La PCR multiplexe est utilisée dans la détection d’agents pathogènes (identification de plusieurs virus ou bactéries en un seul test), le dépistage génétique, le profilage ADN médico-légal et le génotypage. La capacité de tester plusieurs cibles en une seule réaction le rend particulièrement utile pour les diagnostics cliniques.

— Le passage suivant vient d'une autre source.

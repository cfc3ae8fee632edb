//! # Session Core
//!
//! Authenticated-request coordination: keeps a short-lived access credential
//! fresh while application code issues concurrent requests against a
//! protected backend.
//!
//! ## Overview
//!
//! A credential expires; the subsystem renews it exactly once no matter how
//! many requests are in flight when expiry is discovered, and every affected
//! request either succeeds transparently after the renewal or fails exactly
//! once with a terminal error. Renewal happens proactively (before dispatch,
//! when the credential is near expiry) and reactively (after a 401, with a
//! single bounded replay).
//!
//! ## Features
//!
//! - Single-flight renewal: one call to the renewal endpoint per cycle,
//!   shared by every waiter
//! - Proactive and reactive renewal with independent, configurable windows
//! - Retry-once replay of rejected requests; excluded paths (login,
//!   registration, the renewal endpoint itself) never trigger renewal
//! - Session invalidation through an injected callback and an event bus,
//!   not a hardcoded side effect
//! - Injectable transport, clock and persistence for deterministic tests

pub mod claims;
pub mod config;
pub mod error;
pub mod events;
pub mod interceptor;
pub mod invalidate;
pub mod manager;
pub mod refresh;
pub mod store;

pub use config::SessionConfig;
pub use error::{Result, SessionError};
pub use events::{EventBus, SessionEvent};
pub use interceptor::AuthInterceptor;
pub use invalidate::SessionInvalidator;
pub use manager::SessionManager;
pub use refresh::{RefreshCoordinator, RefreshState, RequestAttempt};
pub use store::CredentialStore;
#[cfg(test)]
mod tests {
    use super::*;
    use async_trait::async_trait;
    use base64::engine::general_purpose::URL_SAFE_NO_PAD;
    use base64::Engine;
    use chrono::{DateTime, Utc};
    use host_traits::storage::MemoryStore;
    use std::collections::HashMap;
    use std::sync::atomic::{AtomicUsize, Ordering};

    const NOW: i64 = 1_700_000_000;

    struct FixedClock(i64);

    impl Clock for FixedClock {
        fn now(&self) -> DateTime<Utc> {
            DateTime::from_timestamp(self.0, 0).unwrap()
        }
    }

    fn make_token(exp: i64) -> String {
        let payload = URL_SAFE_NO_PAD.encode(format!(r#"{{"exp":{}}}"#, exp));
        format!("h.{}.s", payload)
    }

    /// Transport that counts calls and always answers 200 with a fresh token.
    struct CountingTransport {
        calls: AtomicUsize,
    }

    #[async_trait]
    impl HttpClient for CountingTransport {
        async fn execute(&self, _request: HttpRequest) -> host_traits::error::Result<HttpResponse> {
            self.calls.fetch_add(1, Ordering::SeqCst);
            let body = format!(r#"{{"access_token":"{}"}}"#, make_token(NOW + 3600));
            Ok(HttpResponse {
                status: 200,
                headers: HashMap::new(),
                body: body.into(),
            })
        }
    }

    fn coordinator(
        http: Arc<dyn HttpClient>,
        store: Arc<CredentialStore>,
    ) -> RefreshCoordinator {
        let events = EventBus::new(10);
        let invalidator = Arc::new(SessionInvalidator::new(store.clone(), events.clone()));
        RefreshCoordinator::new(
            http,
            Arc::new(FixedClock(NOW)),
            store,
            invalidator,
            events,
            Arc::new(SessionConfig::new("https://api.example.com")),
        )
    }

    #[tokio::test]
    async fn test_state_starts_and_ends_idle() {
        let http = Arc::new(CountingTransport {
            calls: AtomicUsize::new(0),
        });
        let store = Arc::new(CredentialStore::load(Arc::new(MemoryStore::new()), "k"));
        store.set(&make_token(NOW + 100)).unwrap();

        let coordinator = coordinator(http.clone(), store.clone());
        assert_eq!(coordinator.state(), RefreshState::Idle);

        coordinator.ensure_fresh().await;
        assert_eq!(coordinator.state(), RefreshState::Idle);
        assert_eq!(http.calls.load(Ordering::SeqCst), 1);
        assert_eq!(store.get(), Some(make_token(NOW + 3600)));
    }

    #[tokio::test]
    async fn test_ensure_fresh_noop_without_credential() {
        let http = Arc::new(CountingTransport {
            calls: AtomicUsize::new(0),
        });
        let store = Arc::new(CredentialStore::load(Arc::new(MemoryStore::new()), "k"));

        let coordinator = coordinator(http.clone(), store);
        coordinator.ensure_fresh().await;
        assert_eq!(http.calls.load(Ordering::SeqCst), 0);
    }

    #[tokio::test]
    async fn test_ensure_fresh_noop_far_from_expiry() {
        let http = Arc::new(CountingTransport {
            calls: AtomicUsize::new(0),
        });
        let store = Arc::new(CredentialStore::load(Arc::new(MemoryStore::new()), "k"));
        store.set(&make_token(NOW + 3600)).unwrap();

        let coordinator = coordinator(http.clone(), store.clone());
        coordinator.ensure_fresh().await;
        assert_eq!(http.calls.load(Ordering::SeqCst), 0);
        assert_eq!(store.get(), Some(make_token(NOW + 3600)));
    }

    #[tokio::test]
    async fn test_retried_attempt_is_rejected_without_renewal() {
        let http = Arc::new(CountingTransport {
            calls: AtomicUsize::new(0),
        });
        let store = Arc::new(CredentialStore::load(Arc::new(MemoryStore::new()), "k"));
        let coordinator = coordinator(http.clone(), store);

        let request = HttpRequest::new(HttpMethod::Get, "https://api.example.com/invoices");
        let mut attempt = RequestAttempt::new(request);
        attempt.retried = true;

        let denied = HttpResponse {
            status: 401,
            headers: HashMap::new(),
            body: bytes::Bytes::new(),
        };
        let result = coordinator.coordinate_on_401(&mut attempt, denied).await;

        assert!(matches!(result, Err(SessionError::RetryExhausted { .. })));
        assert_eq!(http.calls.load(Ordering::SeqCst), 0);
    }

    #[tokio::test]
    async fn test_excluded_path_is_rejected_without_renewal() {
        let http = Arc::new(CountingTransport {
            calls: AtomicUsize::new(0),
        });
        let store = Arc::new(CredentialStore::load(Arc::new(MemoryStore::new()), "k"));
        let coordinator = coordinator(http.clone(), store);

        for path in ["/auth/refresh", "/auth/login", "/auth/register"] {
            let url = format!("https://api.example.com{}", path);
            let mut attempt = RequestAttempt::new(HttpRequest::new(HttpMethod::Post, url));
            let denied = HttpResponse {
                status: 401,
                headers: HashMap::new(),
                body: bytes::Bytes::new(),
            };

            let result = coordinator.coordinate_on_401(&mut attempt, denied).await;
            match result {
                Err(SessionError::ExcludedPath { path: p, .. }) => assert_eq!(p, path),
                other => panic!("expected ExcludedPath, got {:?}", other.map(|r| r.status)),
            }
            assert!(!attempt.retried);
        }
        assert_eq!(http.calls.load(Ordering::SeqCst), 0);
    }

    #[tokio::test]
    async fn test_reactive_renewal_replays_with_new_credential() {
        let http = Arc::new(CountingTransport {
            calls: AtomicUsize::new(0),
        });
        let store = Arc::new(CredentialStore::load(Arc::new(MemoryStore::new()), "k"));
        store.set(&make_token(NOW - 10)).unwrap();
        let coordinator = coordinator(http.clone(), store.clone());

        let request = HttpRequest::new(HttpMethod::Get, "https://api.example.com/invoices")
            .bearer_token("stale");
        let mut attempt = RequestAttempt::new(request);
        let denied = HttpResponse {
            status: 401,
            headers: HashMap::new(),
            body: bytes::Bytes::new(),
        };

        let replayed = coordinator
            .coordinate_on_401(&mut attempt, denied)
            .await
            .unwrap();

        // One renewal call plus one replay through the same transport.
        assert_eq!(http.calls.load(Ordering::SeqCst), 2);
        assert_eq!(replayed.status, 200);
        assert!(attempt.retried);
        assert_eq!(store.get(), Some(make_token(NOW + 3600)));
        assert_eq!(coordinator.state(), RefreshState::Idle);
    }
}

Conception pratique de PCR multiplex

Commencez par sélectionner des paires d’amorces pour chaque cible à l’aide d’un logiciel tel que Primer3 ou Primer-BLAST. Assurez-vous que toutes les amorces ont des températures de fusion comprises entre 2 et 4 °C les unes des autres (généralement entre 58 et 62 °C) et une teneur en GC de 40 à 60 %. Vérifiez la compatibilité croisée : les amorces ne doivent pas former d’amorces-dimères stables entre elles, en particulier avec les extrémités 3’. Utilisez des outils comme AutoDimer ou le module de multiplexage de Primer3 pour évaluer les interactions. Réglez les tailles d’amplicons pour qu’elles diffèrent d’au moins 50 à 100 pb afin que les produits se résolvent clairement par électrophorèse sur gel d’agarose. Pour une réaction 4-plex, visez des amplicons de 150, 250, 400 et 600 pb. Préparer un mélange maître avec 1 × tampon PCR, 1,5 à 3 mM de MgCl2 (optimiser par incréments de 0,5 mM), 200 µM de chaque dNTP, 0,1 à 1,0 µM de chaque amorce (commencer par équimolaire et ajuster en fonction de l’intensité de la bande), 1 à 100 ng d’ADN modèle et 1 U de Taq polymérase. Exécutez un gradient de température (50 à 65 °C) pour déterminer la température de recuit optimale. Évaluez les produits par électrophorèse sur gel – les bandes doivent être distinctes avec un minimum d’amplification non spécifique ou d’artefacts amorce-dimère. Si une cible s’amplifie mal, augmentez sa concentration d’amorce tout en diminuant les cibles sur-amplifiées.

Application du monde réel

Dans les panels d’agents pathogènes respiratoires, la PCR multiplex détecte le SRAS-CoV-2, la grippe A/B et le virus respiratoire syncytial en une seule réaction à l’aide de quatre paires d’amorces avec des amplicons de tailles différentes. Le test est exécuté dans un format de plaque à 96 puits avec des contrôles à chaque analyse. Les résultats sont disponibles dans un délai de 2 à 3 heures, ce qui permet de prendre rapidement des décisions de triage et de traitement pendant la saison grippale et les épidémies pandémiques.